水栓、洗面器|団地らしくリノベするために選ぶべき部品と素材2

「いい団地だから、なおして暮らす」のコンセプトでデザインしたしんかな団地リペアでは、オリジナルにフィットした部品・素材選びを行いました。今回は水栓と洗面器の話。


毎日に使う水栓ですからしっかり団地テイストのものを選びたいところですが、これが意外に難しい。モダン過ぎずクラシック過ぎないその中間のところは最も製品が少ないのです。特にシングルレーバー混合水栓は悩みます。しんかな団地リペアではマチルダ・フォーセットのMACVF02-BNを選びました。マチルダは日本製のヨーロピアンアンティーク水栓ブランドですが意外と団地にも似合います。

参考|マチルダ・フォーセット

レバー水栓にこだわらなければLIXILでいかにも団地の時代に使われたかわいい水栓がまだ販売されています。
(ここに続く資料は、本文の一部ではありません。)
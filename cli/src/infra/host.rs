//! Host identity infrastructure — implements the `HostProbe` port.

use std::path::{Path, PathBuf};

use anyhow::{Context, Result};

use crate::application::ports::{CommandRunner, HostProbe, WorkspaceFs};
use crate::domain::host::{HostIdentity, docker_gid_from_group_file, parse_id_output};

const GROUP_FILE: &str = "/etc/group";

/// Reads uid/gid via `id` and the docker group from the group database.
pub struct SystemHost<'a, R, F> {
    runner: &'a R,
    fs: &'a F,
    group_file: PathBuf,
}

impl<'a, R: CommandRunner, F: WorkspaceFs> SystemHost<'a, R, F> {
    #[must_use]
    pub fn new(runner: &'a R, fs: &'a F) -> Self {
        Self {
            runner,
            fs,
            group_file: PathBuf::from(GROUP_FILE),
        }
    }

    /// Read the group database from `path` instead of `/etc/group`.
    #[must_use]
    pub fn with_group_file(mut self, path: impl AsRef<Path>) -> Self {
        self.group_file = path.as_ref().to_path_buf();
        self
    }

    fn id(&self, flag: &str) -> Result<u32> {
        let output = self.runner.run("id", &[flag])?;
        anyhow::ensure!(output.status.success(), "`id {flag}` failed");
        parse_id_output(&String::from_utf8_lossy(&output.stdout))
            .with_context(|| format!("unexpected output from `id {flag}`"))
    }
}

impl<R: CommandRunner, F: WorkspaceFs> HostProbe for SystemHost<'_, R, F> {
    fn identity(&self) -> Result<HostIdentity> {
        // No group database means no docker group either.
        let groups = self
            .fs
            .read_to_string(&self.group_file)
            .with_context(|| format!("reading {}", self.group_file.display()))?
            .unwrap_or_default();
        Ok(HostIdentity {
            uid: self.id("-u")?,
            gid: self.id("-g")?,
            docker_gid: docker_gid_from_group_file(&groups),
        })
    }
}
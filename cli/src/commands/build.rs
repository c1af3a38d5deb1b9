//! `devx build` — build the workshop image.

use std::process::ExitCode;

use anyhow::Result;

use crate::app::AppContext;
use crate::application::services::runtime::ComposeAction;
use crate::application::services::sync::SyncOptions;
use crate::commands::compose_action;

/// Run `devx build`.
///
/// # Errors
///
/// Returns an error if sync fails or the build fails.
pub fn run(app: &AppContext) -> Result<ExitCode> {
    app.output.step("Building workshop container...");
    compose_action(app, &SyncOptions::default(), ComposeAction::Build)?;
    app.output.success("Workshop container built.");
    Ok(ExitCode::SUCCESS)
}
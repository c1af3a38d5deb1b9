//! Launchable creation request — payload types and derivations.
//!
//! Pure: building the request needs only the resolved project and workspace.
//! Credentials and transport live in `crate::infra::launchable_api`.

use serde::{Deserialize, Serialize};

use crate::domain::artifacts::{ARTIFACT_DIR, LAUNCHABLE_ARTIFACT};
use crate::domain::config::Port;
use crate::domain::project::{Project, TARGET_BRANCH};
use crate::domain::workspace::BrevWorkspace;

/// Default API base, overridable with `DEVX_BREV_API_URL`.
pub const DEFAULT_API_BASE: &str = "https://brevapi2.us-west-2-prod.control-plane.brev.dev";

/// Attribution tag appended to the create endpoint.
pub const UTM_SOURCE: &str = "devx-cli";

const DEPLOY_LINK_BASE: &str = "https://brev.nvidia.com/launchable/deploy/now";

#[derive(Debug, Clone, PartialEq, Eq, Serialize)]
#[serde(rename_all = "camelCase")]
pub struct LaunchableRequest {
    pub name: String,
    pub create_workspace_request: CreateWorkspaceRequest,
    pub build_request: BuildRequest,
    pub file: FileRef,
}

#[derive(Debug, Clone, PartialEq, Eq, Serialize)]
#[serde(rename_all = "camelCase")]
pub struct CreateWorkspaceRequest {
    pub instance_type: String,
    pub workspace_group_id: String,
    /// Storage size in GB, empty for the group default.
    pub storage: String,
    pub firewall_rules: Vec<String>,
}

#[derive(Debug, Clone, PartialEq, Eq, Serialize)]
#[serde(rename_all = "camelCase")]
pub struct BuildRequest {
    pub ports: Vec<PortEntry>,
    pub docker_compose: DockerCompose,
}

#[derive(Debug, Clone, PartialEq, Eq, Serialize)]
pub struct PortEntry {
    pub name: String,
    pub port: String,
}

impl From<&Port> for PortEntry {
    fn from(port: &Port) -> Self {
        Self {
            name: port.name.clone(),
            port: port.port.to_string(),
        }
    }
}

#[derive(Debug, Clone, PartialEq, Eq, Serialize)]
#[serde(rename_all = "camelCase")]
pub struct DockerCompose {
    pub file_url: String,
    pub jupyter_install: bool,
    pub registries: Vec<String>,
}

#[derive(Debug, Clone, PartialEq, Eq, Serialize)]
pub struct FileRef {
    pub url: String,
    pub path: String,
}

/// Response body of a successful create call. Other fields are ignored.
#[derive(Debug, Clone, Default, Deserialize)]
pub struct LaunchableCreated {
    #[serde(default)]
    pub id: String,
}

/// Build the create request for `project` deployed on `workspace`.
#[must_use]
pub fn build_request(project: &Project, workspace: &BrevWorkspace) -> LaunchableRequest {
    LaunchableRequest {
        name: project.description.clone(),
        create_workspace_request: CreateWorkspaceRequest {
            instance_type: workspace.instance_type.clone(),
            workspace_group_id: workspace.workspace_group_id().to_string(),
            storage: workspace
                .storage
                .map(|gb| gb.to_string())
                .unwrap_or_default(),
            firewall_rules: Vec::new(),
        },
        build_request: BuildRequest {
            ports: workspace.ports.iter().map(PortEntry::from).collect(),
            docker_compose: DockerCompose {
                file_url: compose_file_url(&project.repo_url, workspace.root_suffix()),
                jupyter_install: false,
                registries: Vec::new(),
            },
        },
        file: FileRef {
            url: project.repo_url.clone(),
            path: "./".into(),
        },
    }
}

/// Raw URL of the committed launchable artifact on the target branch.
#[must_use]
pub fn compose_file_url(repo_url: &str, root_suffix: Option<&str>) -> String {
    let repo = repo_url.trim_end_matches('/');
    match root_suffix {
        Some(rel) => format!("{repo}/raw/{TARGET_BRANCH}/{rel}/{ARTIFACT_DIR}/{LAUNCHABLE_ARTIFACT}"),
        None => format!("{repo}/raw/{TARGET_BRANCH}/{ARTIFACT_DIR}/{LAUNCHABLE_ARTIFACT}"),
    }
}

/// Create endpoint for `org_id` under `api_base`.
#[must_use]
pub fn endpoint(api_base: &str, org_id: &str) -> String {
    format!(
        "{}/api/organizations/{org_id}/v2/launchables?utm_source={UTM_SOURCE}",
        api_base.trim_end_matches('/')
    )
}

/// Link that deploys the created launchable.
#[must_use]
pub fn deploy_link(launchable_id: &str) -> String {
    format!("{DEPLOY_LINK_BASE}?launchableID={launchable_id}")
}
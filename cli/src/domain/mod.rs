//! Domain layer — pure business logic, types, and validation.
//!
//! This module has zero imports from `crate::infra`, `crate::commands`,
//! `crate::application`, `std::fs`, `std::process`, or `std::net`.
//! All functions are synchronous and take data in, returning data out.

pub mod artifacts;
pub mod compose;
pub mod config;
pub mod env;
pub mod error;
pub mod host;
pub mod launchable;
pub mod project;
pub mod registry;
pub mod remote;
pub mod staleness;
pub mod workspace;

pub use compose::ComposeDocument;
pub use error::{ComposeError, ConfigError, PublishError, RemoteError, RuntimeError};
pub use project::Project;
pub use registry::{Provider, WorkspaceGroupConfig, WorkspaceRegistry};
pub use staleness::{Freshness, StaleReason};
pub use workspace::BrevWorkspace;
団地テイストにこだわるならばベストチョイスです。


洗面器はTOTOのL250Cをよく使います。形がいかにも昔の洗面器って感じの質実剛健感がありますし、歯ブラシやハンドウォッシュがちょうどおける程度の平場があるので使い勝手は良いです。ボウルの周りがちょっと立ち上がっているので掃除のときに水が周りに落ちることも少ないのも地味に助かります。








2021年2月25日木曜日

スイッチコンセントプレート|団地らしくリノベするために選ぶべき部品と素材1

 先週まで数回にわたって「団地らしく」改装するために残しておきたいもの部品や素材についてお話してきました。そうはしたいけど痛みすぎていたり、性能的に使えなくなっているため残念ながら取り替えなければならないこともあります。そんな場合は現在販売されている中から「団地らしい」テイストのものと交換するとよいでしょう。
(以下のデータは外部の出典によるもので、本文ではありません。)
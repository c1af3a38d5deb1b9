//! Port trait definitions for the Application layer.
//!
//! Ports are the interfaces (contracts) that infrastructure must fulfill.
//! This file imports only from `crate::domain` — never from `crate::infra`,
//! `crate::commands`, or `crate::output`.

use std::path::Path;
use std::process::{ExitStatus, Output};
use std::time::SystemTime;

use anyhow::Result;

use crate::domain::artifacts::{self, LaunchableInputs, LocalInputs};
use crate::domain::compose::ComposeDocument;
use crate::domain::host::HostIdentity;
use crate::domain::launchable::{LaunchableCreated, LaunchableRequest};

// ── Command Runner Port ───────────────────────────────────────────────────────

/// Abstracts process execution so infrastructure can be swapped or mocked.
pub trait CommandRunner {
    /// Run a program and capture its output.
    ///
    /// # Errors
    ///
    /// Returns an error if the process cannot be spawned.
    fn run(&self, program: &str, args: &[&str]) -> Result<Output>;

    /// Run a program in `cwd` with inherited stdio and return its exit status.
    ///
    /// # Errors
    ///
    /// Returns an error if the process cannot be spawned.
    fn run_status(&self, program: &str, args: &[&str], cwd: &Path) -> Result<ExitStatus>;
}

// ── Progress Reporting Port ───────────────────────────────────────────────────

/// Abstracts progress reporting so services can emit events without
/// depending on the Presentation layer.
pub trait ProgressReporter {
    /// Emit an in-progress step message.
    fn step(&self, message: &str);
    /// Emit a success message.
    fn success(&self, message: &str);
    /// Emit a warning message.
    fn warn(&self, message: &str);
}

// ── Filesystem Port ───────────────────────────────────────────────────────────

/// Abstracts the project tree so staleness can be tested with controlled
/// modification times.
pub trait WorkspaceFs {
    /// Whether `path` exists (file or directory).
    fn exists(&self, path: &Path) -> bool;

    /// Modification time of `path`, `None` when it does not exist.
    ///
    /// # Errors
    ///
    /// Returns an error if the path exists but its metadata cannot be read.
    fn modified(&self, path: &Path) -> Result<Option<SystemTime>>;

    /// Read a file, `None` when it does not exist.
    ///
    /// # Errors
    ///
    /// Returns an error if the file exists but cannot be read.
    fn read_to_string(&self, path: &Path) -> Result<Option<String>>;

    /// Replace the contents of `path`.
    ///
    /// # Errors
    ///
    /// Returns an error if the file cannot be written.
    fn write(&self, path: &Path, content: &str) -> Result<()>;

    /// Create `path` and any missing parents.
    ///
    /// # Errors
    ///
    /// Returns an error if a directory cannot be created.
    fn create_dir_all(&self, path: &Path) -> Result<()>;
}

// ── Host and VCS Ports ────────────────────────────────────────────────────────

/// Reads the `origin` remote of the working copy holding a project.
pub trait RemoteResolver {
    /// URL of the `origin` remote for the working copy containing `root`.
    ///
    /// # Errors
    ///
    /// Returns an error if the remote cannot be queried.
    fn origin_url(&self, root: &Path) -> Result<String>;
}

/// Reads the identity of the invoking host user.
pub trait HostProbe {
    /// Invoker uid/gid and the host's docker group id.
    ///
    /// # Errors
    ///
    /// Returns an error if the ids cannot be determined.
    fn identity(&self) -> Result<HostIdentity>;
}

// ── Compiler Port ─────────────────────────────────────────────────────────────

/// Artifact compilation seam. The default methods call the pure compilers;
/// tests substitute counting implementations.
pub trait ArtifactCompiler {
    fn compile_local(&self, doc: ComposeDocument, inputs: &LocalInputs<'_>) -> ComposeDocument {
        artifacts::compile_local(doc, inputs)
    }

    fn compile_launchable(
        &self,
        doc: ComposeDocument,
        inputs: &LaunchableInputs<'_>,
    ) -> ComposeDocument {
        artifacts::compile_launchable(doc, inputs)
    }
}

/// The production compiler.
pub struct PureCompiler;

impl ArtifactCompiler for PureCompiler {}

// ── Launchable Ports ──────────────────────────────────────────────────────────

/// API credentials of the logged-in Brev user.
#[derive(Debug, Clone, PartialEq, Eq)]
pub struct BrevCredentials {
    pub access_token: String,
    pub org_id: String,
}

/// Loads stored Brev credentials.
pub trait CredentialStore {
    /// # Errors
    ///
    /// Returns `PublishError::MissingCredentials` when the user is not logged
    /// in, or an error if the stored files are unreadable.
    fn load(&self) -> Result<BrevCredentials>;
}

/// Submits launchable creation requests.
pub trait LaunchableApi {
    /// Base URL requests are sent to.
    fn api_base(&self) -> String;

    /// POST `request` to `url` with bearer `token`.
    ///
    /// # Errors
    ///
    /// Returns `PublishError::Rejected` carrying the response payload when
    /// the API refuses the request, or a transport error.
    fn create(
        &self,
        url: &str,
        token: &str,
        request: &LaunchableRequest,
    ) -> Result<LaunchableCreated>;
}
「いい団地だから、なおして暮らす」のコンセプトでデザインしたしんかな団地リペアでは、オリジナルにフィットした部品・素材選びを行いました。参考に例を数週にわたってご紹介しましょう。その一つ目はコンセントスイッチプレートです。



毎日手で触れ、つねに視界に入るものだからこそ、スイッチはインテリアに馴染むものを探しました。40年前のデザインに近い、アメリカンスイッチを見つけた時は「これでこのリペアはバッチリだ」と思うほど。”カチッ”と鳴る手応えも格別です。しんかな団地リペアではアイボリーのプレートに黒いスイッチの組み合わせて竣工当時よく使われた松下電工のスイッチプレートを再現しました。
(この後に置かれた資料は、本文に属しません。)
//! CLI argument parsing with clap derive

use std::process::ExitCode;

use anyhow::Result;
use clap::{Parser, Subcommand};

use crate::app::{AppContext, AppFlags, BehaviourFlags, OutputFlags};
use crate::commands;

/// Manage workshop environments: compose artifacts, local runs and launchables
#[derive(Parser)]
#[command(
    name = "devx",
    version,
    propagate_version = true,
    subcommand_required = true,
    arg_required_else_help = true
)]
pub struct Cli {
    /// Suppress non-error output
    #[arg(short, long, global = true)]
    pub quiet: bool,

    /// Disable colored output
    #[arg(long, global = true, env = "NO_COLOR")]
    pub no_color: bool,

    #[command(subcommand)]
    pub command: Command,
}

#[derive(Subcommand)]
pub enum Command {
    /// Only synchronize the generated compose files and quit
    Sync(commands::sync::SyncArgs),

    /// Start the workshop locally
    Start(commands::start::StartArgs),

    /// Stop the workshop
    Stop,

    /// Build the workshop container
    Build,

    /// Restart the workshop
    Restart,

    /// Show the status of the workshop containers
    Status,

    /// Create a launchable workshop on Brev
    Publish(commands::publish::PublishArgs),
}

impl Cli {
    /// Execute the CLI command.
    ///
    /// # Errors
    ///
    /// Returns an error if the command fails.
    pub fn run(self) -> Result<ExitCode> {
        let Cli {
            quiet,
            no_color,
            command,
        } = self;
        let yes = matches!(&command, Command::Publish(args) if args.yes);
        let app = AppContext::new(&AppFlags {
            output: OutputFlags { no_color, quiet },
            behaviour: BehaviourFlags { yes },
        })?;

        match command {
            Command::Sync(args) => commands::sync::run(&app, &args),
            Command::Start(args) => commands::start::run(&app, &args),
            Command::Stop => commands::stop::run(&app),
            Command::Build => commands::build::run(&app),
            Command::Restart => commands::restart::run(&app),
            Command::Status => commands::status::run(&app),
            Command::Publish(args) => commands::publish::run(&app, &args),
        }
    }
}
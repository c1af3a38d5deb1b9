//! Application service — artifact synchronisation use-case.
//!
//! Imports only from `crate::domain` and `crate::application::ports`.
//! Each artifact is evaluated and regenerated independently; a failure on one
//! never prevents the other from being written.

use std::cell::OnceCell;
use std::path::{Path, PathBuf};

use anyhow::{Context, Result, anyhow};
use tracing::{debug, info, warn};

use crate::application::ports::{
    ArtifactCompiler, HostProbe, ProgressReporter, RemoteResolver, WorkspaceFs,
};
use crate::application::services::config_loader::LoadedConfig;
use crate::domain::artifacts::{
    ARTIFACT_DIR, LAUNCHABLE_ARTIFACT, LOCAL_ARTIFACT, LaunchableInputs, LocalInputs,
};
use crate::domain::compose::{ComposeDocument, USER_COMPOSE_FILES};
use crate::domain::env::{ENV_FILE, EnvFile};
use crate::domain::project::{DeclaredProject, Project};
use crate::domain::staleness::{self, Freshness, StaleReason};

/// Host port the interactive service is published on locally by default.
pub const DEFAULT_LOCAL_PORT: u16 = 8888;

const GENERATED_HEADER: &str =
    "# Generated by devx. Edit compose.yaml and run `devx sync` instead.\n";

// ── Types ─────────────────────────────────────────────────────────────────────

/// The two generated artifacts.
#[derive(Debug, Clone, Copy, PartialEq, Eq)]
pub enum ArtifactKind {
    Local,
    Launchable,
}

impl ArtifactKind {
    pub const ALL: [ArtifactKind; 2] = [ArtifactKind::Local, ArtifactKind::Launchable];

    #[must_use]
    pub fn file_name(self) -> &'static str {
        match self {
            ArtifactKind::Local => LOCAL_ARTIFACT,
            ArtifactKind::Launchable => LAUNCHABLE_ARTIFACT,
        }
    }

    #[must_use]
    pub fn label(self) -> &'static str {
        match self {
            ArtifactKind::Local => "local",
            ArtifactKind::Launchable => "launchable",
        }
    }

    /// Location of the artifact under `root`.
    #[must_use]
    pub fn path(self, root: &Path) -> PathBuf {
        root.join(ARTIFACT_DIR).join(self.file_name())
    }
}

/// Options for one sync run.
#[derive(Debug, Clone, Copy, PartialEq, Eq)]
pub struct SyncOptions {
    pub force_local: bool,
    pub force_launchable: bool,
    /// Host port for the interactive service in the local artifact.
    pub local_port: u16,
}

impl Default for SyncOptions {
    fn default() -> Self {
        Self {
            force_local: false,
            force_launchable: false,
            local_port: DEFAULT_LOCAL_PORT,
        }
    }
}

impl SyncOptions {
    /// Regenerate both artifacts regardless of timestamps.
    #[must_use]
    pub fn forced() -> Self {
        Self {
            force_local: true,
            force_launchable: true,
            ..Self::default()
        }
    }

    fn force(&self, kind: ArtifactKind) -> bool {
        match kind {
            ArtifactKind::Local => self.force_local,
            ArtifactKind::Launchable => self.force_launchable,
        }
    }
}

/// What happened to one artifact.
#[derive(Debug)]
pub enum ArtifactOutcome {
    Regenerated(StaleReason),
    UpToDate,
    Failed(anyhow::Error),
}

#[derive(Debug)]
pub struct ArtifactReport {
    pub kind: ArtifactKind,
    pub path: PathBuf,
    pub outcome: ArtifactOutcome,
}

/// Per-artifact results of a sync run.
#[derive(Debug)]
pub struct SyncReport {
    pub artifacts: Vec<ArtifactReport>,
}

impl SyncReport {
    #[must_use]
    pub fn get(&self, kind: ArtifactKind) -> Option<&ArtifactReport> {
        self.artifacts.iter().find(|a| a.kind == kind)
    }

    pub fn failures(&self) -> impl Iterator<Item = &ArtifactReport> {
        self.artifacts
            .iter()
            .filter(|a| matches!(a.outcome, ArtifactOutcome::Failed(_)))
    }

    #[must_use]
    pub fn is_success(&self) -> bool {
        self.failures().next().is_none()
    }
}

// ── Use-case ──────────────────────────────────────────────────────────────────

/// Bring both artifacts up to date.
///
/// The `origin` remote (through `project`) and the host identity are only
/// queried when an artifact is actually compiled.
pub fn sync_artifacts(
    config: &LoadedConfig,
    fs: &impl WorkspaceFs,
    project: &ProjectResolver<'_, impl RemoteResolver>,
    host: &impl HostProbe,
    compiler: &impl ArtifactCompiler,
    reporter: &impl ProgressReporter,
    opts: &SyncOptions,
) -> SyncReport {
    let syncer = Syncer {
        config,
        fs,
        host,
        compiler,
        project,
        opts,
    };

    let artifacts = ArtifactKind::ALL
        .into_iter()
        .map(|kind| {
            let path = kind.path(config.root());
            let outcome = match syncer.sync_one(kind, &path) {
                Ok(Some(reason)) => {
                    reporter.success(&format!("Regenerated {} ({reason})", display(config, &path)));
                    ArtifactOutcome::Regenerated(reason)
                }
                Ok(None) => ArtifactOutcome::UpToDate,
                Err(e) => {
                    reporter.warn(&format!("Failed to generate {}: {e:#}", display(config, &path)));
                    ArtifactOutcome::Failed(e)
                }
            };
            ArtifactReport {
                kind,
                path,
                outcome,
            }
        })
        .collect();

    SyncReport { artifacts }
}

fn display(config: &LoadedConfig, path: &Path) -> String {
    path.strip_prefix(config.root())
        .unwrap_or(path)
        .display()
        .to_string()
}

/// Project resolution memoised for one invocation.
///
/// The `origin` remote is queried on the first [`get`](Self::get) that needs
/// it and never again, whether resolution succeeded or not.
pub struct ProjectResolver<'a, R> {
    declared: &'a DeclaredProject,
    remote: &'a R,
    resolved: OnceCell<Result<Project, String>>,
}

impl<'a, R: RemoteResolver> ProjectResolver<'a, R> {
    #[must_use]
    pub fn new(declared: &'a DeclaredProject, remote: &'a R) -> Self {
        Self {
            declared,
            remote,
            resolved: OnceCell::new(),
        }
    }

    /// The resolved project.
    ///
    /// # Errors
    ///
    /// Returns the resolution error, repeated on every call.
    pub fn get(&self) -> Result<&Project> {
        self.resolved
            .get_or_init(|| {
                self.declared
                    .clone()
                    .resolve(|| self.remote.origin_url(&self.declared.root))
                    .map_err(|e| format!("{e:#}"))
            })
            .as_ref()
            .map_err(|e| anyhow!("{e}"))
    }
}

struct Syncer<'a, F, R, H, C> {
    config: &'a LoadedConfig,
    fs: &'a F,
    host: &'a H,
    compiler: &'a C,
    project: &'a ProjectResolver<'a, R>,
    opts: &'a SyncOptions,
}

impl<F, R, H, C> Syncer<'_, F, R, H, C>
where
    F: WorkspaceFs,
    R: RemoteResolver,
    H: HostProbe,
    C: ArtifactCompiler,
{
    /// `Some(reason)` when the artifact was rewritten.
    fn sync_one(&self, kind: ArtifactKind, path: &Path) -> Result<Option<StaleReason>> {
        let artifact = self.fs.modified(path)?;
        let sources = self
            .config
            .sources()
            .into_iter()
            .map(|p| {
                let modified = self.fs.modified(&p)?;
                Ok((p, modified))
            })
            .collect::<Result<Vec<_>>>()?;

        let reason = match staleness::evaluate(artifact, &sources, self.opts.force(kind)) {
            Freshness::Fresh => {
                debug!(artifact = kind.label(), "up to date");
                return Ok(None);
            }
            Freshness::Stale(reason) => reason,
        };
        debug!(artifact = kind.label(), %reason, "stale");

        let doc = self.user_compose()?;
        let env_file = self.env_file()?;
        let project = self.project.get()?;
        let compiled = match kind {
            ArtifactKind::Local => self.compiler.compile_local(
                doc,
                &LocalInputs {
                    project,
                    ports: &self.config.workspace.ports,
                    local_port: self.opts.local_port,
                    env_file: &env_file,
                    host: self.host.identity()?,
                },
            ),
            ArtifactKind::Launchable => self.compiler.compile_launchable(
                doc,
                &LaunchableInputs {
                    project,
                    workspace: &self.config.workspace,
                    env_file: &env_file,
                },
            ),
        };

        let yaml = compiled
            .to_yaml()
            .with_context(|| format!("failed to serialize {}", kind.file_name()))?;
        if let Some(dir) = path.parent() {
            self.fs.create_dir_all(dir)?;
        }
        self.fs.write(path, &format!("{GENERATED_HEADER}{yaml}"))?;
        info!(path = %path.display(), %reason, "artifact written");
        Ok(Some(reason))
    }

    /// First existing user compose file, or an empty document.
    fn user_compose(&self) -> Result<ComposeDocument> {
        for name in USER_COMPOSE_FILES {
            let path = self.config.root().join(name);
            if let Some(content) = self.fs.read_to_string(&path)? {
                return Ok(ComposeDocument::parse(&content, &path)?);
            }
        }
        Ok(ComposeDocument::empty())
    }

    fn env_file(&self) -> Result<Vec<(String, String)>> {
        let path = self.config.root().join(ENV_FILE);
        let Some(content) = self.fs.read_to_string(&path)? else {
            return Ok(Vec::new());
        };
        let parsed = EnvFile::parse(&content);
        for line in &parsed.skipped {
            warn!(file = %path.display(), line, "skipping malformed environment line");
        }
        Ok(parsed.vars)
    }
}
アメリカンスイッチはアンティーク系を扱うDIYショップやネット通販で手に入りますが、電話やテレビのアウトレットやアース付きのコンセントに対応していないものあるの注意が必要です。最近Panasonic(旧松下電工)も同様なデザインのスイッチプレートを販売し始めました。こちらなら各種コンセントに対応しています。デザイン的に違和感がないのならこちらを採用した方するとよいでしょう。